The Art of Streetplay

Thursday, July 14, 2005

Thoughts on a Variant of Information Cascades; Examples; Relationships to Hedge Funds

When disaster strikes, all correlations go to one. Why look at information cascades only? Situations may cascade as well. For example, private equity firms and many hedge funds frequently use large amounts of leverage. The pain inflicted on them by losses and by rising interest rates is not really a linear one. Once a hedge fund, for example, loses a certain amount of money it will probably need to de-lever to hold steady its target leverage ratio. Where will it get that money from? From its existing portfolio. Should the company need money enough, it doesn’t matter whether the stocks in its portfolio are good or not. The fund will need to liquidate in either case, because it needs the money. Stock sales by one fund will have little impact on the overall market, but if the market turns on a wide enough base of funds (it has a tendency to do that), and a decent number of funds induce selling pressure in an effort to de-lever, the market will decline further. As the market declines further, all those people out there with long positions will again take a beating, and once again the funds are faced with rising leverage ratios—a potential vicious cycle has been created.

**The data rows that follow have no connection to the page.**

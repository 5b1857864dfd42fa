use std::fmt;
use std::str::FromStr;

use serde::{Deserialize, Serialize};

/// Output framing requested from the generation service.
///
/// `Auto` is a caller-side sentinel: it is resolved against the source image
/// with [`AspectRatio::resolve`] and never reaches the wire.
#[derive(Debug, Clone, Copy, PartialEq, Eq, Hash, Serialize, Deserialize, Default)]
pub enum AspectRatio {
    #[serde(rename = "1:1")]
    Square,
    #[serde(rename = "3:4")]
    Portrait,
    #[serde(rename = "4:3")]
    Landscape,
    #[serde(rename = "9:16")]
    Tall,
    #[serde(rename = "16:9")]
    Wide,
    #[default]
    #[serde(rename = "AUTO")]
    Auto,
}

/// Concrete ratios in resolution order; ties go to the earlier entry.
pub const CONCRETE_RATIOS: [AspectRatio; 5] = [
    AspectRatio::Square,
    AspectRatio::Portrait,
    AspectRatio::Landscape,
    AspectRatio::Tall,
    AspectRatio::Wide,
];

impl AspectRatio {
    pub fn as_str(self) -> &'static str {
        match self {
            Self::Square => "1:1",
            Self::Portrait => "3:4",
            Self::Landscape => "4:3",
            Self::Tall => "9:16",
            Self::Wide => "16:9",
            Self::Auto => "AUTO",
        }
    }

    /// Numeric width/height value, `None` for `Auto`.
    pub fn value(self) -> Option<f64> {
        match self {
            Self::Square => Some(1.0),
            Self::Portrait => Some(3.0 / 4.0),
            Self::Landscape => Some(4.0 / 3.0),
            Self::Tall => Some(9.0 / 16.0),
            Self::Wide => Some(16.0 / 9.0),
            Self::Auto => None,
        }
    }

    pub fn is_auto(self) -> bool {
        self == Self::Auto
    }

    /// Nearest concrete ratio for a pixel size.
    ///
    /// A zero height has no meaningful ratio and resolves to `Square`.
    pub fn nearest(width: u32, height: u32) -> AspectRatio {
        let target = width as f64 / height as f64;
        let mut best = CONCRETE_RATIOS[0];
        let mut best_delta = f64::MAX;
        for candidate in CONCRETE_RATIOS {
            let Some(ratio) = candidate.value() else {
                continue;
            };
            let delta = (ratio - target).abs();
            if delta < best_delta {
                best = candidate;
                best_delta = delta;
            }
        }
        best
    }

    /// Returns `self` when concrete, otherwise the nearest ratio for the size.
    pub fn resolve(self, width: u32, height: u32) -> AspectRatio {
        if self.is_auto() {
            Self::nearest(width, height)
        } else {
            self
        }
    }

    /// Pixel size with `long_edge` on the longer side.
    pub fn dimensions(self, long_edge: u32) -> (u32, u32) {
        let ratio = self.value().unwrap_or(1.0);
        if ratio >= 1.0 {
            let height = (long_edge as f64 / ratio).round().max(1.0) as u32;
            (long_edge, height)
        } else {
            let width = (long_edge as f64 * ratio).round().max(1.0) as u32;
            (width, long_edge)
        }
    }
}

impl fmt::Display for AspectRatio {
    fn fmt(&self, f: &mut fmt::Formatter<'_>) -> fmt::Result {
        f.write_str(self.as_str())
    }
}

impl FromStr for AspectRatio {
    type Err = String;

    fn from_str(raw: &str) -> Result<Self, Self::Err> {
        let normalized = raw.trim().to_ascii_lowercase();
        match normalized.as_str() {
            "1:1" | "square" => Ok(Self::Square),
            "3:4" | "portrait" => Ok(Self::Portrait),
            "4:3" | "landscape" => Ok(Self::Landscape),
            "9:16" | "tall" => Ok(Self::Tall),
            "16:9" | "wide" => Ok(Self::Wide),
            "auto" | "" => Ok(Self::Auto),
            _ => Err(format!("unsupported aspect ratio '{raw}'")),
        }
    }
}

Putting on the forensic hat, one can notice similarities between cascading situations. Most notably, cascades form when the support which has fueled your gain will not be there to support you in loss-- cascades typically have weak support. Leverage is a weak support. And there is widespread leverage in the marketplace today, especially due to the prevalence of hedge fund on funds, which have multiple layers of leverage.

It would probably be very profitable to identify situations in which cascades have formed, because these are the situations which have the potential to spiral out of control in a logical, pseudo-predictable manner. They are usually situations which over shorter increments follow a linear pattern, but past a certain threshold, become non-linear.